I remember when I first met Father Dennis Dunne, who died a few years ago. In the 1970s Dennis had been a Peace Corps volunteer, like myself. He had been diagnosed with cancer and given less than six months to live. He was undergoing chemotherapy. He came to Maryknoll to take a break from his treatment and when we first met he was clearly close to death. We prayed for him and with him.

Two weeks later after returning home he went for surgery and the doctors were amazed. None of his six tumors could be found. He wrote me a letter (this was way before email and texting!) in which he reflected on passing the six-month mark during which he was supposed to have died. “From that date on,” he wrote, “I consider each day a bonus, a gift.”

What did he do with the extra time he was given? Among other things, he became a priest. He lived another 35 years, serving God, the Church and his brothers and sisters in overseas mission.

His words "Each day is a bonus, a gift" moved me to live more purposefully and with gratitude to God for each new day of life. But I had my own close call with death in 1983. On September 1, I was supposed to be aboard Korean Air Line Flight 007, which was shot down by the Soviet Union killing all 269 passengers and crew. A few hours before departure I had switched my reservation; I didn’t want to travel 18 hours in the dark, so I transferred to a Northwest flight that left in the morning.
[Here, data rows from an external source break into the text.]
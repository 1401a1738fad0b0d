//! Data models for fieldsync

mod operation;
mod snapshot;

pub use operation::{
    resource_key_from_payload, NewOperation, Operation, OperationId, OperationKind,
    OperationPatch, OperationStatus,
};
pub use snapshot::{entity_resource_key, EntitySnapshot};
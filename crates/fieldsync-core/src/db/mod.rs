//! Database layer for fieldsync

mod connection;
mod memory;
mod migrations;
mod queue_repository;
mod snapshot_repository;

pub use connection::Database;
pub use memory::{MemoryQueueStore, MemorySnapshotStore};
pub use queue_repository::{QueueStore, SqliteQueueStore};
pub use snapshot_repository::{SnapshotStore, SqliteSnapshotStore};
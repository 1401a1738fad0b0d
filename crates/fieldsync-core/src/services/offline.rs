//! Offline-first facade used by application screens.

use std::path::PathBuf;
use std::sync::Arc;

use serde::Serialize;
use serde_json::{Map, Value};

use crate::clock::{Clock, SystemClock};
use crate::config::EngineConfig;
use crate::db::{Database, SnapshotStore, SqliteQueueStore, SqliteSnapshotStore};
use crate::error::{Error, Result};
use crate::models::{entity_resource_key, EntitySnapshot, Operation, OperationKind};
use crate::sync::{RemoteWrite, SyncEngine, SyncHandle};

use super::PhotoCache;

const TICKET_ENTITY: &str = "tickets";
const DEFAULT_PHOTO_FILENAME: &str = "photo.jpg";

/// A captured photo waiting to be uploaded for a ticket.
#[derive(Debug, Clone, PartialEq, Eq, Serialize)]
pub struct PhotoUpload {
    /// Local reference to the image bytes (file path or data URL)
    pub blob: String,
    /// MIME type
    #[serde(rename = "type")]
    pub content_type: String,
    pub location: Option<String>,
    pub filename: Option<String>,
}

#[derive(Serialize)]
#[serde(rename_all = "camelCase")]
struct PhotoPayload<'a> {
    ticket_id: &'a str,
    #[serde(flatten)]
    photo: &'a PhotoUpload,
}

/// Local snapshot cache, photo cache and the sync engine handle.
#[derive(Clone)]
pub struct OfflineService {
    snapshots: Arc<dyn SnapshotStore>,
    photos: Arc<PhotoCache>,
    sync: SyncHandle,
    clock: Arc<dyn Clock>,
}

impl OfflineService {
    pub fn new(snapshots: Arc<dyn SnapshotStore>, sync: SyncHandle) -> Self {
        Self {
            snapshots,
            photos: Arc::new(PhotoCache::new()),
            sync,
            clock: Arc::new(SystemClock),
        }
    }

    /// Stamp saved snapshots from `clock`
    #[must_use]
    pub fn with_clock(mut self, clock: Arc<dyn Clock>) -> Self {
        self.clock = clock;
        self
    }

    /// Open the database at `db_path` and start the sync engine on it.
    pub fn open_path<R: RemoteWrite>(
        db_path: impl Into<PathBuf>,
        remote: R,
        config: EngineConfig,
    ) -> Result<Self> {
        let db = Database::open(db_path.into())?;
        Self::start(Arc::new(db), remote, config)
    }

    /// In-memory database (primarily for tests).
    pub fn open_in_memory<R: RemoteWrite>(remote: R, config: EngineConfig) -> Result<Self> {
        Self::start(Arc::new(Database::open_in_memory()?), remote, config)
    }

    fn start<R: RemoteWrite>(db: Arc<Database>, remote: R, config: EngineConfig) -> Result<Self> {
        let snapshots: Arc<dyn SnapshotStore> = Arc::new(SqliteSnapshotStore::new(Arc::clone(&db)));
        let sync = SyncEngine::new(Arc::new(SqliteQueueStore::new(db)), remote)
            .with_config(config)
            .with_snapshots(Arc::clone(&snapshots))
            .spawn()?;
        Ok(Self::new(snapshots, sync))
    }

    pub const fn sync(&self) -> &SyncHandle {
        &self.sync
    }

    /// Record a local change: the snapshot is written first, then the
    /// write is queued against the same entity.
    ///
    /// A snapshot failure is returned and nothing is queued.
    pub async fn save_offline(
        &self,
        kind: impl Into<OperationKind>,
        entity_type: &str,
        id: &str,
        data: Value,
    ) -> Result<Operation> {
        let snapshot =
            EntitySnapshot::new(id, entity_type, data)?.with_stored_at(self.clock.now_millis());
        self.snapshots.put(&snapshot)?;
        let resource_key = snapshot.resource_key();
        self.sync
            .enqueue_for(kind, resource_key, snapshot.data)
            .await
    }

    /// Save ticket field updates locally and queue an `UPDATE_TICKET`.
    pub async fn save_ticket_offline(&self, ticket_id: &str, updates: Value) -> Result<Operation> {
        let Value::Object(fields) = updates else {
            return Err(Error::InvalidInput(
                "Ticket updates must be a JSON object".to_string(),
            ));
        };

        let mut ticket = Map::with_capacity(fields.len() + 1);
        ticket.insert("id".to_string(), Value::String(ticket_id.to_string()));
        ticket.extend(fields.into_iter().filter(|(key, _)| key != "id"));

        self.save_offline(
            OperationKind::UpdateTicket,
            TICKET_ENTITY,
            ticket_id,
            Value::Object(ticket),
        )
        .await
    }

    /// Queue a photo upload for a ticket. No snapshot is written.
    pub async fn queue_photo_upload(&self, ticket_id: &str, photo: PhotoUpload) -> Result<Operation> {
        if ticket_id.trim().is_empty() {
            return Err(Error::InvalidInput("Ticket id must not be empty".to_string()));
        }

        let photo = PhotoUpload {
            filename: photo
                .filename
                .or_else(|| Some(DEFAULT_PHOTO_FILENAME.to_string())),
            ..photo
        };
        let payload = serde_json::to_value(PhotoPayload {
            ticket_id,
            photo: &photo,
        })?;
        // Ordered behind earlier writes to the same ticket
        self.sync
            .enqueue_for(
                OperationKind::UploadPhoto,
                entity_resource_key(TICKET_ENTITY, ticket_id),
                payload,
            )
            .await
    }

    /// Last known local version of an entity
    pub fn cached(&self, entity_type: &str, id: &str) -> Result<Option<EntitySnapshot>> {
        self.snapshots.get(entity_type, id)
    }

    /// Drop every cached snapshot; queued operations are kept
    pub fn clear_cache(&self) -> Result<()> {
        self.snapshots.clear()
    }

    /// Keep a captured photo's local reference for this session
    pub fn cache_photo(&self, photo_id: &str, blob: impl Into<String>) -> Result<()> {
        self.photos.insert(photo_id, blob)
    }

    pub fn cached_photo(&self, photo_id: &str) -> Result<Option<String>> {
        self.photos.get(photo_id)
    }

    /// Forget every cached photo reference; returns how many were dropped
    pub fn clear_photo_cache(&self) -> Result<usize> {
        let cleared = self.photos.clear()?;
        tracing::debug!("Cleared {cleared} cached photos");
        Ok(cleared)
    }
}

#[cfg(test)]
mod tests {
    use super::*;
    use crate::clock::ManualClock;
    use crate::db::MemoryQueueStore;
    use crate::models::OperationStatus;
    use crate::sync::WriteOutcome;
    use pretty_assertions::assert_eq;
    use serde_json::json;

    struct AcceptAll;

    impl RemoteWrite for AcceptAll {
        async fn apply(&self, _kind: &OperationKind, _payload: &Value) -> WriteOutcome {
            WriteOutcome::Applied(None)
        }
    }

    fn offline_service() -> OfflineService {
        let config = EngineConfig::default().without_auto_sync().starting_offline();
        OfflineService::open_in_memory(AcceptAll, config).unwrap()
    }

    #[tokio::test(flavor = "multi_thread")]
    async fn ticket_update_writes_snapshot_then_queues() {
        let service = offline_service();

        let op = service
            .save_ticket_offline("t-9", json!({ "status": "resolved", "notes": "Replaced filter" }))
            .await
            .unwrap();

        let expected = json!({ "id": "t-9", "status": "resolved", "notes": "Replaced filter" });
        assert_eq!(op.kind, OperationKind::UpdateTicket);
        assert_eq!(op.payload, expected);
        assert_eq!(op.resource_key.as_deref(), Some("tickets/t-9"));
        assert_eq!(op.status, OperationStatus::Pending);

        let cached = service.cached("tickets", "t-9").unwrap().unwrap();
        assert_eq!(cached.entity_type, "tickets");
        assert_eq!(cached.data, expected);
        assert_eq!(service.sync().list().unwrap(), vec![op]);
    }

    #[tokio::test(flavor = "multi_thread")]
    async fn ticket_id_argument_wins_over_payload_id() {
        let service = offline_service();
        let op = service
            .save_ticket_offline("t-1", json!({ "id": "t-2", "status": "open" }))
            .await
            .unwrap();
        assert_eq!(op.payload, json!({ "id": "t-1", "status": "open" }));
    }

    #[tokio::test(flavor = "multi_thread")]
    async fn rejects_non_object_updates_without_side_effects() {
        let service = offline_service();
        let result = service.save_ticket_offline("t-1", json!("resolved")).await;
        assert!(matches!(result, Err(Error::InvalidInput(_))));
        assert!(service.cached("tickets", "t-1").unwrap().is_none());
        assert!(service.sync().list().unwrap().is_empty());
    }

    #[tokio::test(flavor = "multi_thread")]
    async fn photo_upload_defaults_filename() {
        let service = offline_service();
        let op = service
            .queue_photo_upload(
                "t-3",
                PhotoUpload {
                    blob: "file:///photos/0001.jpg".to_string(),
                    content_type: "image/jpeg".to_string(),
                    location: Some("Roof unit 2".to_string()),
                    filename: None,
                },
            )
            .await
            .unwrap();

        assert_eq!(op.kind, OperationKind::UploadPhoto);
        assert_eq!(
            op.payload,
            json!({
                "ticketId": "t-3",
                "blob": "file:///photos/0001.jpg",
                "type": "image/jpeg",
                "location": "Roof unit 2",
                "filename": "photo.jpg",
            })
        );
        assert_eq!(op.resource_key.as_deref(), Some("tickets/t-3"));
        assert!(service.cached("tickets", "t-3").unwrap().is_none());
    }

    #[tokio::test(flavor = "multi_thread")]
    async fn synced_writes_leave_cache_in_place() {
        let service = offline_service();
        service
            .save_offline(OperationKind::CreatePurchase, "purchases", "p-1", json!({ "id": "p-1", "total": 120 }))
            .await
            .unwrap();

        service.sync().set_online(true).await.unwrap();
        service.sync().sync_now().await.unwrap();

        assert!(service.sync().list().unwrap().is_empty());
        assert_eq!(service.cached("purchases", "p-1").unwrap().unwrap().data["total"], 120);

        service.clear_cache().unwrap();
        assert!(service.cached("purchases", "p-1").unwrap().is_none());
    }

    #[tokio::test(flavor = "multi_thread")]
    async fn equal_ids_of_different_types_stay_apart() {
        let service = offline_service();
        let ticket = service
            .save_offline(OperationKind::UpdateTicket, "tickets", "42", json!({ "status": "open" }))
            .await
            .unwrap();
        let purchase = service
            .save_offline(OperationKind::CreatePurchase, "purchases", "42", json!({ "total": 7 }))
            .await
            .unwrap();

        assert_eq!(ticket.resource_key.as_deref(), Some("tickets/42"));
        assert_eq!(purchase.resource_key.as_deref(), Some("purchases/42"));
        assert_eq!(
            service.cached("tickets", "42").unwrap().unwrap().data,
            json!({ "status": "open" })
        );
        assert_eq!(
            service.cached("purchases", "42").unwrap().unwrap().data,
            json!({ "total": 7 })
        );
    }

    #[tokio::test(flavor = "multi_thread")]
    async fn snapshots_are_stamped_from_injected_clock() {
        let config = EngineConfig::default().without_auto_sync().starting_offline();
        let service = OfflineService::open_in_memory(AcceptAll, config)
            .unwrap()
            .with_clock(Arc::new(ManualClock::new(1_700_000_000_000)));

        service
            .save_ticket_offline("t-5", json!({ "status": "open" }))
            .await
            .unwrap();

        let cached = service.cached("tickets", "t-5").unwrap().unwrap();
        assert_eq!(cached.stored_at, 1_700_000_000_000);
    }

    struct UnwritableSnapshots;

    impl SnapshotStore for UnwritableSnapshots {
        fn put(&self, _snapshot: &EntitySnapshot) -> Result<()> {
            Err(Error::Database("disk full".to_string()))
        }

        fn get(&self, _entity_type: &str, _id: &str) -> Result<Option<EntitySnapshot>> {
            Ok(None)
        }

        fn clear(&self) -> Result<()> {
            Ok(())
        }
    }

    #[tokio::test(flavor = "multi_thread")]
    async fn snapshot_failure_is_returned_and_nothing_is_queued() {
        let config = EngineConfig::default().without_auto_sync().starting_offline();
        let sync = SyncEngine::new(Arc::new(MemoryQueueStore::new()), AcceptAll)
            .with_config(config)
            .spawn()
            .unwrap();
        let service = OfflineService::new(Arc::new(UnwritableSnapshots), sync);

        let result = service
            .save_ticket_offline("t-1", json!({ "status": "resolved" }))
            .await;

        assert!(matches!(result, Err(Error::Database(message)) if message == "disk full"));
        assert!(service.sync().list().unwrap().is_empty());
    }

    #[tokio::test(flavor = "multi_thread")]
    async fn photo_cache_is_shared_across_clones() {
        let service = offline_service();
        let other = service.clone();

        service.cache_photo("ph-1", "file:///photos/1.jpg").unwrap();
        assert_eq!(
            other.cached_photo("ph-1").unwrap().as_deref(),
            Some("file:///photos/1.jpg")
        );

        assert_eq!(other.clear_photo_cache().unwrap(), 1);
        assert_eq!(service.cached_photo("ph-1").unwrap(), None);
    }
}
That one decision saved my life.

Why did those people die? Why did I live? I do not know. Have I lived every single moment since then in prayer, praising God and doing only good? Hardly. Have I lived a totally productive life? Yeah, right. But whenever I learn of other's misfortune, I cannot help but think, "There but for the grace of God go I."

Each day God has to shake me from my complacency. Each day I need to respond to God’s on-going call to conversion. The earth will continue to shake. People will continue to die. None of us has control over when and how we will die. It is enough to make a good-faith effort on how well and fully we will live.